Mechanism of regulation of transcription initiation by ppGpp. I. Effects of ppGpp on transcription initiation in vivo and in vitro

Abstract

To determine the role of ppGpp in both negative and positive regulation of transcription initiation during exponential growth in Escherichia coli, we examined transcription in vivo and in vitro from the growth-rate-dependent rRNA promoter rrnB P1 and from the inversely growth-rate-dependent amino acid biosynthesis/transport promoters PargI, PhisG, PlysC, PpheA, PthrABC, and PlivJ. rrnB P1 promoter activity was slightly higher at all growth-rates in strains unable to synthesize ppGpp (deltarelAdeltaspoT) than in wild-type strains. Consistent with this observation and with the large decrease in rRNA transcription during the stringent response (when ppGpp levels are much higher), ppGpp inhibited transcription from rrnB P1 in vitro. In contrast, amino acid promoter activity was considerably lower in deltarelAdeltaspoT strains than in wild-type strains, but ppGpp had no effect on amino acid promoter activity in vitro. Detailed kinetic analysis in vitro indicated that open complexes at amino acid promoters formed much more slowly and were much longer-lived than rrnB P1 open complexes. ppGpp did not increase the rates of association with, or escape from, amino acid promoters in vitro, consistent with its failure to stimulate transcription directly. In contrast, ppGpp decreased the half-lives of open complexes at all promoters, whether the half-life was seconds (rrnB P1) or hours (amino acid promoters).
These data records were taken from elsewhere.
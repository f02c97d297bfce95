//! Long-polling transport (`polling` and `accelerator` modes).

use std::sync::Arc;

use teloxide::prelude::*;
use tracing::info;

use crate::dispatch::{self, BotHandlers, UpdateLimit};

/// Run teloxide's dispatcher until Ctrl-C.
///
/// With `concurrent_updates == 1` every update goes through a single worker,
/// so updates are handled strictly in arrival order. Otherwise teloxide
/// runs one worker per chat and [`UpdateLimit`] lets at most
/// `concurrent_updates` of them work at once.
pub async fn run(bot: Bot, handlers: Arc<BotHandlers>, concurrent_updates: usize) {
    info!("📡 Starting long polling (concurrent_updates = {})", concurrent_updates);

    let builder = Dispatcher::builder(bot, dispatch::schema())
        .dependencies(dptree::deps![handlers, UpdateLimit::new(concurrent_updates)])
        .enable_ctrlc_handler();

    if concurrent_updates == 1 {
        builder
            .distribution_function(|_| Some(()))
            .build()
            .dispatch()
            .await;
    } else {
        builder.build().dispatch().await;
    }

    info!("Polling stopped");
}
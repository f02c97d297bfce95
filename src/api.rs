//! Client for the story/activity generation API.

use serde::{Deserialize, Serialize};
use tracing::debug;

use crate::config::ApiConfig;
use crate::i18n::{Language, Persona};

/// What the user asked: typed text or a voice note URL.
#[derive(Debug, Clone, PartialEq, Eq)]
pub enum QueryInput {
    Text(String),
    Audio(String),
}

/// Identifies the asker; sent as `x-*` headers.
#[derive(Debug, Clone, Copy)]
pub struct RequestMeta {
    pub message_id: i64,
    pub user_id: i64,
}

#[derive(Debug, Clone, PartialEq, Eq)]
pub struct QueryOutput {
    pub text: String,
    pub audio: Option<String>,
}

#[derive(Debug, Serialize, PartialEq)]
pub struct ApiRequest {
    pub input: RequestInput,
    pub output: RequestOutput,
}

#[derive(Debug, Serialize, PartialEq)]
pub struct RequestInput {
    pub language: &'static str,
    #[serde(skip_serializing_if = "Option::is_none")]
    pub text: Option<String>,
    #[serde(skip_serializing_if = "Option::is_none")]
    pub audio: Option<String>,
    #[serde(rename = "audienceType", skip_serializing_if = "Option::is_none")]
    pub audience_type: Option<&'static str>,
}

#[derive(Debug, Serialize, PartialEq)]
pub struct RequestOutput {
    pub format: &'static str,
}

impl ApiRequest {
    /// Text asks for a text answer, voice asks for audio.
    /// Non-story personas add `audienceType`.
    pub fn new(language: Language, persona: Persona, input: QueryInput) -> Self {
        let (text, audio, format) = match input {
            QueryInput::Text(t) => (Some(t), None, "text"),
            QueryInput::Audio(url) => (None, Some(url), "audio"),
        };
        let audience_type = match persona {
            Persona::Story => None,
            other => Some(other.code()),
        };
        Self {
            input: RequestInput {
                language: language.code(),
                text,
                audio,
                audience_type,
            },
            output: RequestOutput { format },
        }
    }
}

#[derive(Deserialize)]
struct ApiResponse {
    output: Option<ResponseOutput>,
    /// `Some` whenever the key is present, even as `null`.
    #[serde(default, deserialize_with = "present")]
    error: Option<serde_json::Value>,
}

fn present<'de, D>(deserializer: D) -> Result<Option<serde_json::Value>, D::Error>
where
    D: serde::Deserializer<'de>,
{
    serde_json::Value::deserialize(deserializer).map(Some)
}

#[derive(Deserialize)]
struct ResponseOutput {
    text: Option<String>,
    audio: Option<String>,
}

#[derive(Debug)]
pub enum ApiError {
    Http(String),
    Status(String),
    Parse(String),
    /// The API answered with an `error` field.
    Remote(String),
    /// Well-formed JSON without `output.text`.
    Empty,
}

impl std::fmt::Display for ApiError {
    fn fmt(&self, f: &mut std::fmt::Formatter<'_>) -> std::fmt::Result {
        match self {
            ApiError::Http(e) => write!(f, "HTTP error: {e}"),
            ApiError::Status(e) => write!(f, "API error: {e}"),
            ApiError::Parse(e) => write!(f, "Parse error: {e}"),
            ApiError::Remote(e) => write!(f, "Remote error: {e}"),
            ApiError::Empty => write!(f, "Invalid response received from API"),
        }
    }
}

impl std::error::Error for ApiError {}

pub struct QueryClient {
    story_url: String,
    activity_url: String,
    auth_token: Option<String>,
    http: reqwest::Client,
}

impl QueryClient {
    pub fn new(config: &ApiConfig) -> Result<Self, ApiError> {
        let http = reqwest::Client::builder()
            .connect_timeout(config.connect_timeout)
            .pool_max_idle_per_host(config.pool_size)
            .build()
            .map_err(|e| ApiError::Http(e.to_string()))?;

        Ok(Self {
            story_url: format!("{}/v1/query", config.story_base_url),
            activity_url: format!("{}/v1/query", config.activity_base_url),
            auth_token: config.auth_token.clone(),
            http,
        })
    }

    /// Story goes to the story service, everything else to the activity service.
    pub fn endpoint(&self, persona: Persona) -> &str {
        match persona {
            Persona::Story => &self.story_url,
            Persona::Teacher | Persona::Parent => &self.activity_url,
        }
    }

    pub async fn query(
        &self,
        persona: Persona,
        request: &ApiRequest,
        meta: RequestMeta,
    ) -> Result<QueryOutput, ApiError> {
        let url = self.endpoint(persona);
        // Audio inputs are Telegram file URLs carrying the bot token, so the body isn't logged
        debug!(
            "API request to {url} (language {}, format {})",
            request.input.language, request.output.format
        );

        let mut builder = self
            .http
            .post(url)
            .header("x-source", "telegram")
            .header("x-request-id", meta.message_id.to_string())
            .header("x-device-id", format!("d{}", meta.user_id))
            .header("x-consumer-id", meta.user_id.to_string())
            .json(request);
        if let Some(ref token) = self.auth_token {
            builder = builder.bearer_auth(token);
        }

        let response = builder
            .send()
            .await
            .map_err(|e| ApiError::Http(e.to_string()))?;

        if !response.status().is_success() {
            let status = response.status();
            let body = response.text().await.unwrap_or_default();
            return Err(ApiError::Status(format!("{status}: {body}")));
        }

        let api_response: ApiResponse = response
            .json()
            .await
            .map_err(|e| ApiError::Parse(e.to_string()))?;

        if let Some(error) = api_response.error {
            let message = match error {
                serde_json::Value::String(s) => s,
                other => other.to_string(),
            };
            return Err(ApiError::Remote(message));
        }

        let output = api_response.output.ok_or(ApiError::Empty)?;
        let text = output.text.ok_or(ApiError::Empty)?;
        Ok(QueryOutput {
            text,
            audio: output.audio.filter(|a| !a.is_empty()),
        })
    }

    /// Download generated audio.
    pub async fn fetch_audio(&self, url: &str) -> Result<Vec<u8>, ApiError> {
        let response = self
            .http
            .get(url)
            .send()
            .await
            .map_err(|e| ApiError::Http(e.to_string()))?;

        if !response.status().is_success() {
            return Err(ApiError::Status(response.status().to_string()));
        }

        let bytes = response
            .bytes()
            .await
            .map_err(|e| ApiError::Http(e.to_string()))?;
        Ok(bytes.to_vec())
    }
}
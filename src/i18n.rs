//! Languages, personas, and the user-facing copy for each.
//!
//! Only English and Hindi have their own copy; every other language
//! falls back to English text while still being sent to the API as-is.

use std::fmt;

#[derive(Debug, Clone, Copy, Default, PartialEq, Eq, Hash)]
pub enum Language {
    #[default]
    En,
    Bn,
    Gu,
    Hi,
    Kn,
    Ml,
    Mr,
    Or,
    Pa,
    Ta,
    Te,
}

impl Language {
    /// Menu order.
    pub const ALL: [Language; 11] = [
        Language::En,
        Language::Bn,
        Language::Gu,
        Language::Hi,
        Language::Kn,
        Language::Ml,
        Language::Mr,
        Language::Or,
        Language::Pa,
        Language::Ta,
        Language::Te,
    ];

    pub fn code(&self) -> &'static str {
        match self {
            Language::En => "en",
            Language::Bn => "bn",
            Language::Gu => "gu",
            Language::Hi => "hi",
            Language::Kn => "kn",
            Language::Ml => "ml",
            Language::Mr => "mr",
            Language::Or => "or",
            Language::Pa => "pa",
            Language::Ta => "ta",
            Language::Te => "te",
        }
    }

    pub fn from_code(code: &str) -> Option<Self> {
        Self::ALL.into_iter().find(|l| l.code() == code)
    }

    /// Native name shown on the language button.
    pub fn native_name(&self) -> &'static str {
        match self {
            Language::En => "English",
            Language::Bn => "বাংলা",
            Language::Gu => "ગુજરાતી",
            Language::Hi => "हिंदी",
            Language::Kn => "ಕನ್ನಡ",
            Language::Ml => "മലയാളം",
            Language::Mr => "मराठी",
            Language::Or => "ଓଡ଼ିଆ",
            Language::Pa => "ਪੰਜਾਬੀ",
            Language::Ta => "தமிழ்",
            Language::Te => "తెలుగు",
        }
    }
}

impl fmt::Display for Language {
    fn fmt(&self, f: &mut fmt::Formatter<'_>) -> fmt::Result {
        f.write_str(self.code())
    }
}

#[derive(Debug, Clone, Copy, Default, PartialEq, Eq, Hash)]
pub enum Persona {
    #[default]
    Story,
    Teacher,
    Parent,
}

impl Persona {
    pub const ALL: [Persona; 3] = [Persona::Story, Persona::Teacher, Persona::Parent];

    pub fn code(&self) -> &'static str {
        match self {
            Persona::Story => "story",
            Persona::Teacher => "teacher",
            Persona::Parent => "parent",
        }
    }

    pub fn from_code(code: &str) -> Option<Self> {
        Self::ALL.into_iter().find(|p| p.code() == code)
    }
}

impl fmt::Display for Persona {
    fn fmt(&self, f: &mut fmt::Formatter<'_>) -> fmt::Result {
        f.write_str(self.code())
    }
}

/// One string per persona.
#[derive(Debug, Clone, Copy)]
pub struct PerPersona {
    pub story: &'static str,
    pub teacher: &'static str,
    pub parent: &'static str,
}

impl PerPersona {
    pub fn get(&self, persona: Persona) -> &'static str {
        match persona {
            Persona::Story => self.story,
            Persona::Teacher => self.teacher,
            Persona::Parent => self.parent,
        }
    }
}

/// Entry for `language`, or the English entry when it has none.
pub fn lookup<T: Copy>(language: Language, table: &[(Language, T)]) -> Option<T> {
    table
        .iter()
        .find(|(l, _)| *l == language)
        .or_else(|| table.iter().find(|(l, _)| *l == Language::En))
        .map(|(_, v)| *v)
}

pub const WELCOME_BANNER: &str = "Namaste 🙏\nWelcome to *My Jaadui Pitara*";
pub const HELP_TEXT: &str = "Help!";
pub const LANGUAGE_MENU_PROMPT: &str = "\nPlease select a Language to proceed";
pub const GENERIC_ERROR: &str = "An error has been encountered. Please try again.";
pub const FEEDBACK_PROMPT: &str = "Please provide your feedback";
pub const FEEDBACK_REDRAW_PROMPT: &str = "Please provide your feedback:";
pub const FEEDBACK_THANKS: &str = "Thanks for your feedback.";

const PERSONA_MENU_PROMPT: &[(Language, &str)] = &[
    (
        Language::En,
        "
*My Jaadui Pitara*
I am here to help you with amazing stories and activities that you can engage your children with.

Please select Story Sakhi for creating your own story
Please select Parent Sakhi for getting suggestions of activities that you can engage with your children at home
Please select Teacher Sakhi for getting suggestions of activities that you can engage with your children at school
",
    ),
    (
        Language::Hi,
        "
*मेरा जादुई पिटारा*
मैं यहां अद्भुत कहानियों और गतिविधियों के साथ आपकी मदद करने के लिए हूं, जिनमें आप अपने बच्चों को शामिल कर सकते हैं।

अपनी कहानी बनाने के लिए कहानी सखी का चयन करें
आप घर पर अपने बच्चों के साथ शामिल करनेके गतिविधियों के सुझाव प्राप्त करने के लिए अभिभवक सखी का चयन करें
आप स्कूल में अपने बच्चों के साथ शामिल करनेके गतिविधियों के सुझाव प्राप्त करने के लिए शिक्षक सखी का चयन करें
",
    ),
];

const PERSONA_LABELS: &[(Language, PerPersona)] = &[
    (
        Language::En,
        PerPersona {
            story: "Story Sakhi",
            teacher: "Teacher Sakhi",
            parent: "Parent Sakhi",
        },
    ),
    (
        Language::Hi,
        PerPersona {
            story: "कहानी सखी",
            teacher: "शिक्षक सखी",
            parent: "अभिभावक सखी",
        },
    ),
];

const PERSONA_WELCOME: &[(Language, PerPersona)] = &[
    (
        Language::En,
        PerPersona {
            story: "
Welcome to *Story Sakhi!*
I can create a story for you about what you ask for.

For example:
- I can tell a story about a girl who saw the sea for the first time.
- I can tell a story about a Monkey and a Frog

Ask me about anything that you want. You can type or speak.
",
            teacher: "
Welcome to *Teacher Sakhi!*
I can suggest you activities that you can do with your students (of age 3 to 8 years) at schools.
I can also answer your questions about the play based learning suggested in the new NCF for Foundational Stage.
Here are few examples of what you can ask.

Examples:
- What activity can I do with students to teach sorting or counting numbers
- How can I conduct my class with children with special needs
- What can I do to engage a child who is always distracted.
I can answer your questions about the new NCF

Ask me about anything that you want. You can type or speak.
",
            parent: "
Welcome to *Parent Sakhi!*
I can suggest you activities that you can do with your children at home. Here are few examples of what you can ask:

Examples:
- What activity can I do with my child using vegetables in your kitchen
- Suggest how I can make my child interested in household activities
- My child does not eat nutritious food, what to do

Ask me about anything that you want. You can type or speak.
",
        },
    ),
    (
        Language::Hi,
        PerPersona {
            story: "
*कहानी सखी* में आपका स्वागत है!
आप जो मांगेंगे उसके बारे में मैं आपके लिए एक कहानी बना सकता हूं।

उदाहरण के लिए:
- मैं उस लड़की की कहानी बता सकता हूँ जिसने पहली बार समुद्र देखा।
- मैं एक बंदर और मेंढक के बारे में एक कहानी बता सकता हूँ

आप जो चाहते हो वो मुझसे पूछ सकते हैं। आप टाइप कर सकते हैं या बोल सकते हैं।
",
            teacher: "
*शिक्षक सखी* में आपका स्वागत है!
मैं आपको ऐसी गतिविधियाँ सुझा सकता हूँ जो आप स्कूलों में अपने छात्रों (3 से 8 वर्ष की आयु के) के साथ कर सकते हैं।
मैं फाउंडेशनल स्टेज के लिए नए एनसीएफ में सुझाए गए खेल आधारित शिक्षण के बारे में आपके सवालों का जवाब भी दे सकता हूं।
यहां कुछ उदाहरण दिए गए हैं कि आप क्या पूछ सकते हैं।

उदाहरण:
- संख्याओं को क्रमबद्ध करना या गिनना सिखाने के लिए मैं विद्यार्थियों के साथ कौन सी गतिविधि कर सकता हूँ?
- मैं विशेष आवश्यकता वाले बच्चों के साथ अपनी कक्षा कैसे संचालित कर सकता हूँ?
- मैं उस बच्चे को व्यस्त रखने के लिए क्या कर सकता हूं जो हमेशा विचलित रहता है?
- मैं नए एनसीएफ के बारे में आपके सवालों का जवाब दे सकता हूं

आप जो चाहते हो वो मुझसे पूछ सकते हैं। आप टाइप कर सकते हैं या बोल सकते हैं।
",
            parent: "
*अभिभावक सखी* में आपका स्वागत है!
मैं आपको ऐसी गतिविधियाँ सुझा सकता हूँ जो आप घर पर अपने बच्चों के साथ कर सकते हैं। यहां कुछ उदाहरण दिए गए हैं कि आप क्या पूछ सकते हैं:

उदाहरण:
- मैं आपकी रसोई में सब्जियों का उपयोग करके अपने बच्चे के साथ कौन सी गतिविधि कर सकता हूँ?
- सुझाव दीजिए कि मैं अपने बच्चे की घरेलू गतिविधियों में रुचि कैसे पैदा कर सकता हूँ
- मेरा बच्चा पौष्टिक खाना नहीं खाता, क्या करूं?

आप जो चाहते हो वो मुझसे पूछ सकते हैं। आप टाइप कर सकते हैं या बोल सकते हैं।
",
        },
    ),
];

const LOADER: &[(Language, &str)] = &[
    (Language::En, "Please wait, crafting response. It might take upto a minute."),
    (
        Language::Hi,
        "कृपया प्रतीक्षा करें, प्रतिक्रिया तैयार कर रहा हूँ। इसमें एक मिनट तक लग सकता है.",
    ),
];

pub fn persona_menu_prompt(language: Language) -> &'static str {
    lookup(language, PERSONA_MENU_PROMPT).unwrap_or_default()
}

pub fn persona_label(language: Language, persona: Persona) -> &'static str {
    lookup(language, PERSONA_LABELS)
        .map(|labels| labels.get(persona))
        .unwrap_or_else(|| persona.code())
}

pub fn persona_welcome(language: Language, persona: Persona) -> &'static str {
    lookup(language, PERSONA_WELCOME)
        .map(|texts| texts.get(persona))
        .unwrap_or_default()
}

pub fn loader_message(language: Language) -> &'static str {
    lookup(language, LOADER).unwrap_or_default()
}
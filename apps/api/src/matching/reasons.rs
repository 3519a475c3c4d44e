//! Reason strings: a formatting pass over already-computed dimension scores.

use crate::matching::types::{Dimension, DimensionScores};

/// A dimension must score at least this much to earn a reason.
pub const REASON_THRESHOLD: f64 = 0.8;

/// At most this many reasons are attached to a score.
pub const MAX_REASONS: usize = 4;

fn reason_text(dimension: Dimension) -> &'static str {
    match dimension {
        Dimension::Sector => "Sector expertise confirmed",
        Dimension::Language => "Fluent in requested language",
        Dimension::Format => "Delivers in the requested format",
        Dimension::Experience => "Experience level matches the requirement",
        Dimension::Location => "Location suits the engagement",
        Dimension::CulturalFit => "Strong regional and cultural fit",
    }
}

/// Returns one reason per dimension scoring ≥ 0.8, highest score first.
/// Equal scores keep `Dimension::ALL` order.
pub fn explain(dimensions: &DimensionScores) -> Vec<String> {
    let mut qualifying: Vec<(Dimension, f64)> = Dimension::ALL
        .iter()
        .map(|&d| (d, dimensions.get(d)))
        .filter(|(_, score)| *score >= REASON_THRESHOLD)
        .collect();

    // stable sort keeps dimension order for ties
    qualifying.sort_by(|a, b| b.1.total_cmp(&a.1));

    qualifying
        .into_iter()
        .take(MAX_REASONS)
        .map(|(d, _)| reason_text(d).to_string())
        .collect()
}
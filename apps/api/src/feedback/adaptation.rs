//! Weight adaptation rule.
//!
//! For each dimension, the Pearson correlation between the score it was served
//! with and the observed outcome is centred on the mean correlation across
//! dimensions. The centred values become zero-sum deltas, scaled so no weight
//! moves by more than `MAX_STEP` in one cycle. Dimensions that predicted success
//! better than average gain weight; the others pay for it.

use crate::matching::error::MatchError;
use crate::matching::types::{DimensionScores, DIMENSIONS};
use crate::matching::weights::WeightVector;

/// Largest change to any single weight per cycle.
pub const MAX_STEP: f64 = 0.02;

/// Floor that adaptation never pushes a weight below.
pub const MIN_WEIGHT: f64 = 0.01;

#[derive(Debug, Clone, Copy)]
pub struct Sample {
    pub dimensions: DimensionScores,
    pub outcome: f64,
}

/// Booking success, blended 50/50 with the normalized rating when one exists.
pub fn outcome_value(booking_success: bool, rating: Option<f64>) -> f64 {
    let booked = if booking_success { 1.0 } else { 0.0 };
    match rating {
        Some(r) => 0.5 * booked + 0.5 * (r / 5.0).clamp(0.0, 1.0),
        None => booked,
    }
}

/// Sample Pearson correlation. Zero when either side has no variance.
pub fn pearson(xs: &[f64], ys: &[f64]) -> f64 {
    let n = xs.len().min(ys.len());
    if n < 2 {
        return 0.0;
    }
    let mean_x = xs[..n].iter().sum::<f64>() / n as f64;
    let mean_y = ys[..n].iter().sum::<f64>() / n as f64;

    let (mut cov, mut var_x, mut var_y) = (0.0, 0.0, 0.0);
    for (x, y) in xs[..n].iter().zip(&ys[..n]) {
        let dx = x - mean_x;
        let dy = y - mean_y;
        cov += dx * dy;
        var_x += dx * dx;
        var_y += dy * dy;
    }

    if var_x <= f64::EPSILON || var_y <= f64::EPSILON {
        return 0.0;
    }
    (cov / (var_x.sqrt() * var_y.sqrt())).clamp(-1.0, 1.0)
}

/// Per-dimension correlation between served score and outcome.
pub fn correlations(samples: &[Sample]) -> [f64; DIMENSIONS] {
    let outcomes: Vec<f64> = samples.iter().map(|s| s.outcome).collect();
    std::array::from_fn(|d| {
        let xs: Vec<f64> = samples.iter().map(|s| s.dimensions.as_array()[d]).collect();
        pearson(&xs, &outcomes)
    })
}

/// One adaptation step. Returns `current` unchanged when the samples carry no
/// signal.
pub fn adapt(current: &WeightVector, samples: &[Sample]) -> Result<WeightVector, MatchError> {
    let corr = correlations(samples);
    let mean = corr.iter().sum::<f64>() / DIMENSIONS as f64;
    let centred = corr.map(|c| c - mean);
    let spread = centred.iter().fold(0.0_f64, |acc, c| acc.max(c.abs()));
    if spread <= f64::EPSILON {
        return Ok(*current);
    }

    let scale = MAX_STEP / spread.max(1.0);
    let weights = current.as_array();
    let mut deltas = centred.map(|c| c * scale);

    // Respect the floor, then take the shortfall back out of the gains so the
    // deltas stay zero-sum.
    for (delta, w) in deltas.iter_mut().zip(weights) {
        if *delta < 0.0 {
            *delta = delta.max((MIN_WEIGHT - w).min(0.0));
        }
    }
    let excess: f64 = deltas.iter().sum();
    if excess > 0.0 {
        let gains: f64 = deltas.iter().filter(|d| **d > 0.0).sum();
        if gains > 0.0 {
            let keep = ((gains - excess) / gains).max(0.0);
            for delta in deltas.iter_mut().filter(|d| **d > 0.0) {
                *delta *= keep;
            }
        }
    }

    let mut next = weights;
    for (w, d) in next.iter_mut().zip(deltas) {
        *w = (*w + d).max(0.0);
    }
    WeightVector::new(next)
}

#[cfg(test)]
mod tests {
    use super::*;
    use proptest::prelude::*;

    fn sector_driven_samples(n: usize) -> Vec<Sample> {
        (0..n)
            .map(|i| {
                let high = i % 2 == 0;
                Sample {
                    dimensions: DimensionScores::from_array([
                        if high { 1.0 } else { 0.0 },
                        0.8,
                        0.7,
                        0.6,
                        1.0,
                        0.5,
                    ]),
                    outcome: outcome_value(high, None),
                }
            })
            .collect()
    }

    #[test]
    fn test_outcome_value() {
        assert_eq!(outcome_value(true, None), 1.0);
        assert_eq!(outcome_value(false, None), 0.0);
        assert!((outcome_value(true, Some(2.5)) - 0.75).abs() < 1e-12);
        assert!((outcome_value(false, Some(5.0)) - 0.5).abs() < 1e-12);
    }

    #[test]
    fn test_pearson_edges() {
        assert!((pearson(&[1.0, 2.0, 3.0], &[2.0, 4.0, 6.0]) - 1.0).abs() < 1e-12);
        assert!((pearson(&[1.0, 2.0, 3.0], &[3.0, 2.0, 1.0]) + 1.0).abs() < 1e-12);
        assert_eq!(pearson(&[1.0, 1.0, 1.0], &[0.0, 1.0, 0.0]), 0.0);
        assert_eq!(pearson(&[1.0], &[1.0]), 0.0);
    }

    #[test]
    fn test_sector_driven_feedback_raises_sector_weight_within_step() {
        let current = WeightVector::default();
        let next = adapt(&current, &sector_driven_samples(50)).unwrap();

        let gain = next.sector_weight - current.sector_weight;
        assert!(gain > 0.0);
        assert!(gain <= MAX_STEP + 1e-12);
        assert!(next.language_weight < current.language_weight);
        assert!(next.is_normalized());
    }

    #[test]
    fn test_no_signal_keeps_weights() {
        let flat: Vec<Sample> = (0..30)
            .map(|i| Sample {
                dimensions: DimensionScores::from_array([0.5; DIMENSIONS]),
                outcome: (i % 2) as f64,
            })
            .collect();
        let current = WeightVector::default();
        assert_eq!(adapt(&current, &flat).unwrap(), current);
    }

    #[test]
    fn test_floor_is_respected() {
        let current = WeightVector::new([0.945, 0.011, 0.011, 0.011, 0.011, 0.011]).unwrap();
        let next = adapt(&current, &sector_driven_samples(40)).unwrap();
        for w in next.as_array() {
            assert!(w >= MIN_WEIGHT - 1e-9);
        }
        assert!(next.is_normalized());
    }

    proptest! {
        #![proptest_config(ProptestConfig { cases: 128, .. ProptestConfig::default() })]

        #[test]
        fn prop_adapt_keeps_sum_and_bounds_step(
            raw in prop::array::uniform6(0.05f64..1.0),
            scores in prop::collection::vec(prop::array::uniform6(0.0f64..=1.0), 2..60),
            outcomes in prop::collection::vec(0.0f64..=1.0, 60),
        ) {
            let current = WeightVector::new(raw).unwrap();
            let samples: Vec<Sample> = scores
                .iter()
                .zip(&outcomes)
                .map(|(s, o)| Sample { dimensions: DimensionScores::from_array(*s), outcome: *o })
                .collect();

            let next = adapt(&current, &samples).unwrap();
            prop_assert!(next.is_normalized());
            for (before, after) in current.as_array().iter().zip(next.as_array()) {
                prop_assert!((after - before).abs() <= MAX_STEP + 1e-9);
            }
        }
    }
}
The results described here and in the accompanying paper indicate that ppGpp directly inhibits transcription, but only from promoters like rrnB P1 that make short-lived open complexes. The results indicate that stimulation of amino acid promoters occurs indirectly. The accompanying paper evaluates potential models for positive control of amino acid promoters by ppGpp that might explain the requirement of ppGpp for amino acid prototrophy.